I just don't understand why everyone is so confident that nuclear power is the one thing that doesn't get cheaper with better technology and scale. Everything that is built is old tech, and, except in China and south Korea, built so rarely that the workforce is basically brand new every time. Of course they're expensive(in the West), they're one-off large engineering projects. All evidence points toward China, south Korea being able to do it cheaper and faster, so we should look there when there's sufficient (trustworthiness and quantity) data to test scaling laws. All signs point to cheaper and faster, but even then, the numbers of builds are relatively small, so you'd expect scaling gains to be modest. One of the main points of SMRs is to harness the effects of large numbers.
Why not at least try? Why are we so confident it will fail before even trying with modern designs?
seems like a similar narrative to EV's back in the 90's - battery tech is not there, the economics don't work, no charging infra etc. Cut to now and that narrative has flipped. We might be in the same adoption curve cycle with nuclear.
You're judging a new technology on the cost of a damn pilot?
Again, no to the negative learning. The learning curve theory has requisite conditions. They aren't met, except maybe in China and south Korea, where it seems so far to apply, if modestly.
Thermal power cycle infrastructure has a pretty high lower bound on price even if you’re ignoring the cost of containing a fission reaction.

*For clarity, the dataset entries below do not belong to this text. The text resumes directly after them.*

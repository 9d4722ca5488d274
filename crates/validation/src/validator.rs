//! Runs every check and assembles the [`QualityReport`].

use std::collections::BTreeMap;

use rayon::prelude::*;
use sentiment_impact_core::{
    validate_inputs, EngineConfig, EngineError, Event, ImpactRecord, SentimentLabel,
};

use crate::checks::CHECKS;
use crate::context::ValidationContext;
use crate::score;
use crate::types::{QualityReport, ValidationIssue};

/// Scores the inputs. Pure and deterministic.
///
/// Every check runs regardless of what the others find, so the report is
/// always complete. Data-quality problems become issues; only structurally
/// malformed input is an error.
///
/// # Errors
///
/// Returns `InputMalformed` for an empty event set, an empty event id or a
/// label confidence outside [0, 1], and `InvalidConfig` for a configuration
/// that fails its own validation.
pub fn validate(
    events: &[Event],
    labels: &[SentimentLabel],
    records: &[ImpactRecord],
    config: &EngineConfig,
) -> Result<QualityReport, EngineError> {
    config.validate()?;
    validate_inputs(events, labels, &BTreeMap::new())?;

    let ctx = ValidationContext::new(events, labels, records, config);
    let per_category: Vec<Vec<ValidationIssue>> = CHECKS
        .par_iter()
        .map(|(_, check)| {
            let mut issues = check(&ctx);
            // stable: keeps emission order within a severity
            issues.sort_by_key(|i| i.severity);
            issues
        })
        .collect();
    let issues: Vec<ValidationIssue> = per_category.into_iter().flatten().collect();

    Ok(build_report(issues, &ctx))
}

/// Scores an already-collected issue list against the context's config.
#[must_use]
pub fn build_report(issues: Vec<ValidationIssue>, ctx: &ValidationContext<'_>) -> QualityReport {
    let quality = ctx.quality();
    let category_scores = score::category_scores(&issues, quality);
    let overall_score = score::overall_score(&category_scores, quality);
    let status = score::status(overall_score, &category_scores, quality);

    tracing::info!(
        "Quality: {:?} ({:.1}/100), {} issues",
        status,
        overall_score,
        issues.len()
    );

    QualityReport {
        status,
        overall_score,
        category_scores,
        issues,
        summary: ctx.summary(),
    }
}

#[cfg(test)]
mod tests {
    use super::*;
    use crate::checks::fixtures;
    use crate::types::{QualityCategory, QualityStatus, Severity};
    use sentiment_impact_core::{SentimentCategory, SentimentLabel};

    fn documented() -> EngineConfig {
        let mut config = fixtures::config();
        config.methodology.classification_prompt = Some("Classify the post".to_string());
        config.methodology.collection_method = Some("Archive export".to_string());
        config.methodology.data_source = Some("Vendor 1m bars".to_string());
        config
    }

    fn labels(events: &[Event]) -> Vec<SentimentLabel> {
        events
            .iter()
            .enumerate()
            .map(|(i, e)| {
                let category = SentimentCategory::ALL[i % 3];
                SentimentLabel::new(e.id.clone(), category, 0.8, "llm")
            })
            .collect()
    }

    #[test]
    fn healthy_dataset_passes() {
        let events = fixtures::events(240, 1);
        let records = fixtures::records(&events, "TSLA", 0);
        let report = validate(&events, &labels(&events), &records, &documented()).unwrap();

        assert_eq!(report.status, QualityStatus::Passed);
        assert!(report.issues.is_empty());
        assert!((report.overall_score - 100.0).abs() < 1e-9);
    }

    #[test]
    fn every_category_is_scored() {
        let events = fixtures::events(5, 1);
        let report = validate(&events, &[], &[], &fixtures::config()).unwrap();

        assert_eq!(report.category_scores.len(), 6);
        for category in QualityCategory::ALL {
            assert!(report.category_scores.contains_key(&category));
        }
    }

    #[test]
    fn issues_ordered_by_category_then_severity() {
        let events = fixtures::events(10, 24);
        let records = fixtures::records(&events, "TSLA", 2);
        let report = validate(&events, &[], &records, &fixtures::config()).unwrap();

        let keys: Vec<(QualityCategory, Severity)> =
            report.issues.iter().map(|i| (i.category, i.severity)).collect();
        let mut sorted = keys.clone();
        sorted.sort();
        assert_eq!(keys, sorted);
    }

    #[test]
    fn malformed_label_is_fatal() {
        let events = fixtures::events(3, 1);
        let bad = vec![SentimentLabel::new("e000", SentimentCategory::Bullish, 1.5, "llm")];

        assert!(matches!(
            validate(&events, &bad, &[], &fixtures::config()),
            Err(EngineError::InputMalformed { .. })
        ));
    }

    #[test]
    fn empty_events_are_fatal() {
        assert!(validate(&[], &[], &[], &fixtures::config()).is_err());
    }

    #[test]
    fn validation_is_deterministic() {
        let events = fixtures::events(30, 7);
        let records = fixtures::records(&events, "TSLA", 4);
        let config = fixtures::config();

        let first = validate(&events, &[], &records, &config).unwrap();
        let second = validate(&events, &[], &records, &config).unwrap();
        assert_eq!(first, second);
    }
}
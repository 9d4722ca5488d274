use chrono::{DateTime, Duration, Utc};
use serde::{Deserialize, Serialize};

use crate::calendar::MarketCalendar;
use crate::error::EngineError;

/// Complete engine configuration. Every field has a documented default.
#[derive(Debug, Clone, Default, Serialize, Deserialize)]
#[serde(default)]
pub struct EngineConfig {
    /// Symbols to align against. Symbols present in the price map are added automatically.
    pub symbols: Vec<String>,
    /// Coverage window the study claims to cover.
    pub coverage: Option<CoverageWindow>,
    pub alignment: AlignmentConfig,
    pub calendar: MarketCalendar,
    pub partition: PartitionConfig,
    pub quality: QualityConfig,
    pub analysis: AnalysisConfig,
    pub methodology: MethodologyConfig,
}

#[derive(Debug, Clone, Copy, PartialEq, Eq, Serialize, Deserialize)]
pub struct CoverageWindow {
    pub start: DateTime<Utc>,
    pub end: DateTime<Utc>,
}

impl CoverageWindow {
    #[must_use]
    pub fn contains(&self, at: DateTime<Utc>) -> bool {
        at >= self.start && at <= self.end
    }

    #[must_use]
    pub fn days(&self) -> f64 {
        (self.end - self.start).num_seconds() as f64 / 86_400.0
    }
}

/// What to do when a horizon target falls outside market hours.
#[derive(Debug, Clone, Copy, Default, PartialEq, Eq, Serialize, Deserialize)]
#[serde(rename_all = "SCREAMING_SNAKE_CASE")]
pub enum OffHoursPolicy {
    /// Use the next available trading bar and mark the horizon `ADJUSTED`.
    #[default]
    ForwardFill,
    /// Mark the horizon `MISSING`.
    MarkMissing,
}

#[derive(Debug, Clone, Serialize, Deserialize)]
#[serde(default)]
pub struct AlignmentConfig {
    pub horizons_hours: Vec<u32>,
    pub tolerance_minutes: i64,
    pub off_hours_policy: OffHoursPolicy,
    /// Upper bound on how far a forward fill may reach past the target.
    pub max_forward_fill_hours: i64,
    /// Decimal places kept on `pct_change`.
    pub precision_dp: u32,
}

impl Default for AlignmentConfig {
    fn default() -> Self {
        Self {
            horizons_hours: vec![1, 6, 12, 24],
            tolerance_minutes: 5,
            off_hours_policy: OffHoursPolicy::ForwardFill,
            max_forward_fill_hours: 96,
            precision_dp: 2,
        }
    }
}

impl AlignmentConfig {
    #[must_use]
    pub fn tolerance(&self) -> Duration {
        Duration::minutes(self.tolerance_minutes)
    }

    #[must_use]
    pub fn max_forward_fill(&self) -> Duration {
        Duration::hours(self.max_forward_fill_hours)
    }
}
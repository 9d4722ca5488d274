use std::collections::BTreeMap;

use chrono::{DateTime, Utc};
use serde::{Deserialize, Serialize};

use crate::error::EngineError;

/// Engagement counters attached to a social post.
#[derive(Debug, Clone, Copy, Default, PartialEq, Eq, Serialize, Deserialize)]
pub struct Engagement {
    pub likes: u64,
    pub reshares: u64,
}

impl Engagement {
    /// Weighted engagement score: `likes + reshare_weight * reshares`.
    #[must_use]
    pub fn score(&self, reshare_weight: f64) -> f64 {
        self.likes as f64 + reshare_weight * self.reshares as f64
    }
}

/// A timestamped social post. Immutable once ingested.
#[derive(Debug, Clone, PartialEq, Serialize, Deserialize)]
pub struct Event {
    pub id: String,
    pub timestamp: DateTime<Utc>,
    pub text: String,
    #[serde(default)]
    pub author: String,
    #[serde(default)]
    pub engagement: Engagement,
    #[serde(default)]
    pub metadata: BTreeMap<String, String>,
}

impl Event {
    pub fn new(id: impl Into<String>, timestamp: DateTime<Utc>, text: impl Into<String>) -> Self {
        Self {
            id: id.into(),
            timestamp,
            text: text.into(),
            author: String::new(),
            engagement: Engagement::default(),
            metadata: BTreeMap::new(),
        }
    }

    #[must_use]
    pub fn with_engagement(mut self, likes: u64, reshares: u64) -> Self {
        self.engagement = Engagement { likes, reshares };
        self
    }

    #[must_use]
    pub fn with_author(mut self, author: impl Into<String>) -> Self {
        self.author = author.into();
        self
    }
}

/// An event as delivered by a collector, before timestamp parsing.
#[derive(Debug, Clone, Serialize, Deserialize)]
pub struct RawEvent {
    pub id: String,
    pub timestamp: String,
    pub text: String,
    #[serde(default)]
    pub author: String,
    #[serde(default)]
    pub engagement: Engagement,
    #[serde(default)]
    pub metadata: BTreeMap<String, String>,
}

impl TryFrom<RawEvent> for Event {
    type Error = EngineError;

    fn try_from(raw: RawEvent) -> Result<Self, Self::Error> {
        let timestamp = parse_timestamp(&raw.timestamp).ok_or_else(|| {
            EngineError::malformed(format!(
                "event {}: unparseable timestamp '{}'",
                raw.id, raw.timestamp
            ))
        })?;

        Ok(Self {
            id: raw.id,
            timestamp,
            text: raw.text,
            author: raw.author,
            engagement: raw.engagement,
            metadata: raw.metadata,
        })
    }
}

/// Parses an RFC 3339 timestamp or the legacy `Wed Jan 15 14:30:00 +0000 2024` form.
///
/// Naive timestamps without an offset are rejected.
#[must_use]
pub fn parse_timestamp(value: &str) -> Option<DateTime<Utc>> {
    let trimmed = value.trim();
    DateTime::parse_from_rfc3339(trimmed)
        .or_else(|_| DateTime::parse_from_str(trimmed, "%a %b %d %H:%M:%S %z %Y"))
        .map(|dt| dt.with_timezone(&Utc))
        .ok()
}

/// Converts a batch of raw events, failing on the first malformed one.
///
/// # Errors
///
/// Returns `InputMalformed` if any timestamp cannot be parsed.
pub fn parse_events(raw: Vec<RawEvent>) -> Result<Vec<Event>, EngineError> {
    raw.into_iter().map(Event::try_from).collect()
}

#[cfg(test)]
mod tests {
    use super::*;
    use chrono::TimeZone;

    fn raw(id: &str, timestamp: &str) -> RawEvent {
        RawEvent {
            id: id.to_string(),
            timestamp: timestamp.to_string(),
            text: "Deliveries ahead of schedule".to_string(),
            author: "ceo".to_string(),
            engagement: Engagement {
                likes: 1200,
                reshares: 300,
            },
            metadata: BTreeMap::new(),
        }
    }

    #[test]
    fn engagement_score_weights_reshares() {
        let engagement = Engagement {
            likes: 1000,
            reshares: 250,
        };
        assert!((engagement.score(2.0) - 1500.0).abs() < f64::EPSILON);
        assert!((engagement.score(1.0) - 1250.0).abs() < f64::EPSILON);
    }

    #[test]
    fn parse_timestamp_accepts_rfc3339_with_offset() {
        let ts = parse_timestamp("2024-03-04T10:15:00-05:00").unwrap();
        assert_eq!(ts, Utc.with_ymd_and_hms(2024, 3, 4, 15, 15, 0).unwrap());
    }

    #[test]
    fn parse_timestamp_accepts_legacy_format() {
        let ts = parse_timestamp("Mon Jan 15 14:30:00 +0000 2024").unwrap();
        assert_eq!(ts, Utc.with_ymd_and_hms(2024, 1, 15, 14, 30, 0).unwrap());
    }

    #[test]
    fn parse_timestamp_rejects_naive_and_garbage() {
        assert!(parse_timestamp("2024-03-04 10:15:00").is_none());
        assert!(parse_timestamp("yesterday").is_none());
    }

    #[test]
    fn raw_event_converts() {
        let event = Event::try_from(raw("e1", "2024-03-04T15:15:00Z")).unwrap();
        assert_eq!(event.id, "e1");
        assert_eq!(event.engagement.likes, 1200);
    }

    #[test]
    fn unparseable_timestamp_is_input_malformed() {
        let err = parse_events(vec![raw("ok", "2024-03-04T15:15:00Z"), raw("bad", "not a date")])
            .unwrap_err();
        assert!(matches!(err, EngineError::InputMalformed { .. }));
        assert!(err.to_string().contains("bad"));
    }
}
//! CLI commands for the impact engine.

pub mod align;
pub mod evaluate;
pub mod inputs;
pub mod validate;

pub use align::{run_align, AlignArgs};
pub use evaluate::{run_evaluate, EvaluateArgs};
pub use inputs::{InputArgs, OutputFormat};
pub use validate::{run_validate, ValidateArgs};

It’s not that there wouldn’t be learning curves, it’s that we’ve already seen the learning curve for the easiest part of the stack, and it’s not competitive.
I’m all in favor of continuing to throw VC money at small nuclear, to be clear. The regulatory situation everywhere outside of Texas is so bad that there will be niches where “power plant arrives on a semi, no external interconnect required” is a great business proposition.
But if we had a sane regulatory environment for building transmission and interconnect, nuclear wouldn’t get enough custom to ever climb the learning curve.
Building one every 50 years is horribly expensive. Because you have to relearn all the mistakes that become tribal knowledge with the construction hang.
Building 100 in a decade starts becoming very economically feasible as per recent Chinese examples.
And as we saw with the US ramp of military vehicles in WWII.
And even in China nuclear power is not competitive. As per recent construction starts they will land on 2-3% of the electricity mix.
Wholly insignificant.
We should we hand out trillions in subsidies to the nuclear industry when the alternative we also invested in: renewables and storage. Already deliver what we need to decarbonize society?
The US unfortunately has almost built no standardized / modular reactors. Everyone was custom. That is why they were so expansive to build.
SNUPPS and the AP-1000 are the only "standardized" nuclear power plant designs built in the US and there were only a small number of them built. Not enough to benefit from economies of scale benefits through standardization and modularization.